Comparisons of the predicted daily and overall average hourly sap flux of eastern cottonwood between the original VPD and the 10% increased VPD are shown in Figure 11. In general, an increase in VPD resulted in an increase in sap flux (Figure 11a). The results indicate that as the VPD increased due to the air temperature increase and the precipitation decrease under the changing climate, the sap flux of eastern cottonwood increased. Overall, the hourly average sap flux for the simulation period from 6 November 2016 to 1 December 2017 was 793 g/m²/h with the original VPD but was 838 g/m²/h with the 10% increased VPD (Figure 11b). The latter was 5.67% greater than the former.

4. Conclusions

This study provides a model to estimate the sap flux of eastern cottonwood grown in short-rotation biomass production plantations. Sap flux was predicted from adjusted VPD, as modeled with STELLA software. The model was validated using two different sap flux datasets collected with sensors between 1 December 2015 and 30 November 2016. Very good agreement was found between predicted and measured sap flux. More specifically, predicted diurnal patterns and annual sap flux cycles matched those of measured sap flux.

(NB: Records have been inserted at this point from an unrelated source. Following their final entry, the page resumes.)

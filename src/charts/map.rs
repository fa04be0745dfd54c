//! Geographic Scatter Renderer
//! Longitude/latitude scatter of all listings, colored by price.

use crate::charts::series::{heat_color, padded_range};
use crate::charts::ChartError;
use crate::stats::aligned_columns_f64;
use log::info;
use plotters::coord::Shift;
use plotters::prelude::*;
use polars::prelude::*;
use std::path::Path;

/// 12x8 inches at 300 DPI.
const MAP_SIZE: (u32, u32) = (3600, 2400);
/// Width of the color-scale strip on the right edge.
const SCALE_WIDTH: u32 = 420;
const SCALE_STEPS: usize = 100;

/// Render the geographic scatter with a price color scale and write it to
/// `path`.
pub fn render_map(df: &DataFrame, path: &Path) -> Result<(), ChartError> {
    let columns = aligned_columns_f64(df, &["longitude", "latitude", "price"])?;
    let (lon, lat, price) = (&columns[0], &columns[1], &columns[2]);

    let (x_lo, x_hi) = padded_range(lon, 0.02).ok_or(ChartError::EmptySeries("longitude"))?;
    let (y_lo, y_hi) = padded_range(lat, 0.02).ok_or(ChartError::EmptySeries("latitude"))?;
    let p_lo = price.iter().cloned().fold(f64::INFINITY, f64::min);
    let p_hi = price.iter().cloned().fold(f64::NEG_INFINITY, f64::max);

    let root = BitMapBackend::new(path, MAP_SIZE).into_drawing_area();
    root.fill(&WHITE)?;
    let (main, scale) = root.split_horizontally(MAP_SIZE.0 - SCALE_WIDTH);

    let mut chart = ChartBuilder::on(&main)
        .caption(
            "Geographic Distribution of Listings (Color = Price)",
            ("sans-serif", 64),
        )
        .margin(40)
        .x_label_area_size(110)
        .y_label_area_size(160)
        .build_cartesian_2d(x_lo..x_hi, y_lo..y_hi)?;
    chart
        .configure_mesh()
        .x_desc("Longitude")
        .y_desc("Latitude")
        .axis_desc_style(("sans-serif", 48))
        .label_style(("sans-serif", 36))
        .draw()?;

    let span = p_hi - p_lo;
    chart.draw_series(lon.iter().zip(lat).zip(price).map(|((&x, &y), &p)| {
        let t = if span > 0.0 { (p - p_lo) / span } else { 0.5 };
        Circle::new((x, y), 4, heat_color(t).mix(0.5).filled())
    }))?;

    draw_color_scale(&scale, p_lo, p_hi)?;

    root.present()?;
    info!("saved {}", path.display());
    Ok(())
}

/// Vertical gradient strip with the price axis on its right edge.
fn draw_color_scale(
    area: &DrawingArea<BitMapBackend, Shift>,
    lo: f64,
    hi: f64,
) -> Result<(), ChartError> {
    let (lo, hi) = if hi > lo { (lo, hi) } else { (lo - 0.5, lo + 0.5) };

    let mut chart = ChartBuilder::on(area)
        .margin_top(220)
        .margin_bottom(150)
        .margin_left(60)
        .set_label_area_size(LabelAreaPosition::Right, 240)
        .build_cartesian_2d(0f64..1f64, lo..hi)?;
    chart
        .configure_mesh()
        .disable_x_axis()
        .disable_x_mesh()
        .disable_y_mesh()
        .y_desc("Price ($)")
        .axis_desc_style(("sans-serif", 48))
        .label_style(("sans-serif", 36))
        .draw()?;

    let step = (hi - lo) / SCALE_STEPS as f64;
    chart.draw_series((0..SCALE_STEPS).map(|i| {
        let t = i as f64 / (SCALE_STEPS - 1) as f64;
        let y0 = lo + step * i as f64;
        Rectangle::new([(0.0, y0), (1.0, y0 + step)], heat_color(t).filled())
    }))?;
    Ok(())
}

The model was then applied to predict eastern cottonwood sap flux for a year-long simulation period (30 November 2016 to 30 October 2017). The model appeared to predict reasonable diurnal patterns and annual cycles of eastern cottonwood sap flux. Overall, a 10% increase in VPD increased the sap flux of eastern cottonwood by about 5%. The model provides a new approach for estimating the sap flux of cottonwood in short-rotation bioenergy plantations in a time-saving and cost-effective manner.

The major limitations of the model were that soil water availability is not a limiting factor for sap flux and the very high sap flux peaks were not easily predicted. Therefore, further study is warranted to include soil water dynamics, hydrological processes, and high sap flux peak accommodations into the STELLA model. Additionally, the response of VPD to sap flux is tree species dependent. Although the model was developed for eastern cottonwood, it can be adapted to estimate the sap flux of other tree species with moderate effort.